**Your assignment:** Below are records; work out how many of their lines hold the string "when" and give that number alone.

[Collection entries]
━━━━

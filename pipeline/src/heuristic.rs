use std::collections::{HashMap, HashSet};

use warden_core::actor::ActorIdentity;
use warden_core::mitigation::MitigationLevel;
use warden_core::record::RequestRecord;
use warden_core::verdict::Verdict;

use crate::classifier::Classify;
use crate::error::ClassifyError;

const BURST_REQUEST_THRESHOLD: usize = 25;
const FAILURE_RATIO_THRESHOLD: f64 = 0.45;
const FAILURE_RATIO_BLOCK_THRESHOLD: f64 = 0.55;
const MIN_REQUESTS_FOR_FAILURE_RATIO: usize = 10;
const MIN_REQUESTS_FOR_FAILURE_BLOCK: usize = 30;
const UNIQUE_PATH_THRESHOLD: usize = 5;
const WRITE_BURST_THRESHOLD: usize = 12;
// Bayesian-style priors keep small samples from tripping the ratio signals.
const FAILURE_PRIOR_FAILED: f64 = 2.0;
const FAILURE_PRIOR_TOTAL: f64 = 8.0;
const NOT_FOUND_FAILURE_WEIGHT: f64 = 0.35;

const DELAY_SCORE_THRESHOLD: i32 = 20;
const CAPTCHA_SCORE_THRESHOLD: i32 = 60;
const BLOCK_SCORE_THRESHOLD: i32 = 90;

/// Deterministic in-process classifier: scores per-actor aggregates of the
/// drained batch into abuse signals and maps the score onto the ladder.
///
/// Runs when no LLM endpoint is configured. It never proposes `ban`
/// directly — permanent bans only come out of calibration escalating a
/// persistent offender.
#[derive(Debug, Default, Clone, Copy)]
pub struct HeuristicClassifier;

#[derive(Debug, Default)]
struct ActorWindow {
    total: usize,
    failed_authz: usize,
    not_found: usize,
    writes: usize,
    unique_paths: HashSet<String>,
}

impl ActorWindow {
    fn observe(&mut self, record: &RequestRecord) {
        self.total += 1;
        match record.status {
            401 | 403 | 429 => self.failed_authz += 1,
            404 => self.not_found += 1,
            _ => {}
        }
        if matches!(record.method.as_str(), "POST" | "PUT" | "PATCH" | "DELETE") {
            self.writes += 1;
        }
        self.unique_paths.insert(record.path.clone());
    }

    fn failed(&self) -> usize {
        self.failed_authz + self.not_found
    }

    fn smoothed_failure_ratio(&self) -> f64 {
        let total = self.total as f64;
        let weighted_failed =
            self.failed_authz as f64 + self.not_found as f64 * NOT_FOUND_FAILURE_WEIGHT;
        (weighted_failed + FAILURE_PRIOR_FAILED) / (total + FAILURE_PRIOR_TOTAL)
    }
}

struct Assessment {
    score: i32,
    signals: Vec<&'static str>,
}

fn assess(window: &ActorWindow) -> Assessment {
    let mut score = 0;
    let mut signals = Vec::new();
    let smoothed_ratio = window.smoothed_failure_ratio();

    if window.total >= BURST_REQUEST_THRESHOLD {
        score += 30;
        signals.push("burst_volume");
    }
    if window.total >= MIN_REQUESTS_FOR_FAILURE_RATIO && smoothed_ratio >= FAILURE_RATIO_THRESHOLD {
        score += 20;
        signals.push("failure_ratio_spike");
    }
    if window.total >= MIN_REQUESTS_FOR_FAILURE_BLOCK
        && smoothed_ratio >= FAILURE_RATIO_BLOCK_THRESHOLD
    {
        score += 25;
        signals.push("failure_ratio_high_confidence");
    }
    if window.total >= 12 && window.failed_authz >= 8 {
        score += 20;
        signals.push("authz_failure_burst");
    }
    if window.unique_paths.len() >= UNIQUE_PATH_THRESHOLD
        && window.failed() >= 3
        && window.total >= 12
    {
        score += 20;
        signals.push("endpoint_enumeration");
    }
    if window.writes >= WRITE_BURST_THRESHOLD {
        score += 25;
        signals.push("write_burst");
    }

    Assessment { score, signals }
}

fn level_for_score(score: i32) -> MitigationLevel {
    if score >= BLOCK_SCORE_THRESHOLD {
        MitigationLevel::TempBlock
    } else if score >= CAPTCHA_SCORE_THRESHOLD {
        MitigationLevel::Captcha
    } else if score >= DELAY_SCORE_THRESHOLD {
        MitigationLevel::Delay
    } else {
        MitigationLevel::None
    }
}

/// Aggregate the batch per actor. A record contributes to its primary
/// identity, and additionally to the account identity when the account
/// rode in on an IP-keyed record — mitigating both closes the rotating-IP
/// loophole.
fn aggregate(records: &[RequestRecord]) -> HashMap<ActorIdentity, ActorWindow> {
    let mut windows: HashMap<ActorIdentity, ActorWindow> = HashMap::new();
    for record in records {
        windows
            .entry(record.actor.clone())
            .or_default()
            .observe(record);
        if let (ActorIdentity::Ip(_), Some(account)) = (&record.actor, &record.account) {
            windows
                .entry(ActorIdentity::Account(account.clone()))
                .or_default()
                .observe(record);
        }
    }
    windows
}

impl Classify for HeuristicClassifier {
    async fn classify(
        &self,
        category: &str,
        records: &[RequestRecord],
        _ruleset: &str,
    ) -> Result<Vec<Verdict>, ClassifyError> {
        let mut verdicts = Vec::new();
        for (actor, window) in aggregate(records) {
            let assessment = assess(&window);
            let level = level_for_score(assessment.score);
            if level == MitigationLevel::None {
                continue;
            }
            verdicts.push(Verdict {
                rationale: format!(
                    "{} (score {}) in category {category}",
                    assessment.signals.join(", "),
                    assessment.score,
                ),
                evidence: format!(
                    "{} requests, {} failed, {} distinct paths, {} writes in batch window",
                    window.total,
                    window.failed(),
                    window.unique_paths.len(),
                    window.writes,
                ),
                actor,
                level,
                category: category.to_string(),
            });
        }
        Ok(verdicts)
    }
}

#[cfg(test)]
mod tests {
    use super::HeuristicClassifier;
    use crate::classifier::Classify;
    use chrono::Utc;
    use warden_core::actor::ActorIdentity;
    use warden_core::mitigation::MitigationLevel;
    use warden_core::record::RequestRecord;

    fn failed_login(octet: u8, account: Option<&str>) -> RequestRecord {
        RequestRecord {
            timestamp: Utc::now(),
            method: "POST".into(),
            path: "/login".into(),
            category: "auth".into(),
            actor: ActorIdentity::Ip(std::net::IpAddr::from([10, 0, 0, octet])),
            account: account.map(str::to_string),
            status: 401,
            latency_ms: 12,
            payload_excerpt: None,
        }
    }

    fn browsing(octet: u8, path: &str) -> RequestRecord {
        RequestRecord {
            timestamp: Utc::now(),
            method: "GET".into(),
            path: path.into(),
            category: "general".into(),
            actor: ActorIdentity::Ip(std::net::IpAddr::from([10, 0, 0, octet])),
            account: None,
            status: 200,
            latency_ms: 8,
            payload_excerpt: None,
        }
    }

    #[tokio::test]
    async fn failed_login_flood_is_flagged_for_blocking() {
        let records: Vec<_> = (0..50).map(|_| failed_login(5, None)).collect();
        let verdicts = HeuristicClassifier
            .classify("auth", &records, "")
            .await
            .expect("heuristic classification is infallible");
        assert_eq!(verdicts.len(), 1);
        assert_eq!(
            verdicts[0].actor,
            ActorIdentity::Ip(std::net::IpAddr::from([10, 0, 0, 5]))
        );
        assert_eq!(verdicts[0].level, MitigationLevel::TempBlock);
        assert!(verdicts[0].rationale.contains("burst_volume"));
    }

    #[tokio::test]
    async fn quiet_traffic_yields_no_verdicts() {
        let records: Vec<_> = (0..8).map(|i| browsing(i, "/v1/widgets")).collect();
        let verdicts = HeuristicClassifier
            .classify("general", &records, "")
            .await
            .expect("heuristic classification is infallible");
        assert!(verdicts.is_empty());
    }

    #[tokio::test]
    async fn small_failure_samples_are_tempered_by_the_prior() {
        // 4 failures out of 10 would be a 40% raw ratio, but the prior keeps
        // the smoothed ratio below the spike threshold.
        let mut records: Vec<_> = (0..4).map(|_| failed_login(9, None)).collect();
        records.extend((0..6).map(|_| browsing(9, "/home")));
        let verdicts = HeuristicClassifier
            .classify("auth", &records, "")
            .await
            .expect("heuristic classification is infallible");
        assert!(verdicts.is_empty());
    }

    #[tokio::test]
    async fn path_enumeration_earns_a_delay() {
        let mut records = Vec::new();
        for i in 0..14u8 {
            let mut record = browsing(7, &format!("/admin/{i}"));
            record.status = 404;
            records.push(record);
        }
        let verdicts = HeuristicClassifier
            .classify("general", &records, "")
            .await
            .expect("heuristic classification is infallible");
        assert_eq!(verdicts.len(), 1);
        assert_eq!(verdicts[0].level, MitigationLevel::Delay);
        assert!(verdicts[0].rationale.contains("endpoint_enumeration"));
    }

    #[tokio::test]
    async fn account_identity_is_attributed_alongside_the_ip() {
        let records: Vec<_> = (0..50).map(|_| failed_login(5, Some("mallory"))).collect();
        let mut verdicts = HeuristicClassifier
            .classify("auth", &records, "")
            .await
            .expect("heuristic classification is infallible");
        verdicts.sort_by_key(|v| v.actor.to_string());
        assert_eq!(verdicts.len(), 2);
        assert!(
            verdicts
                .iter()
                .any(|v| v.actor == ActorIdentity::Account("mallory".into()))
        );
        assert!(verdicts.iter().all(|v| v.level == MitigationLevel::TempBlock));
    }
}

━━━━

**Output for this task:** 2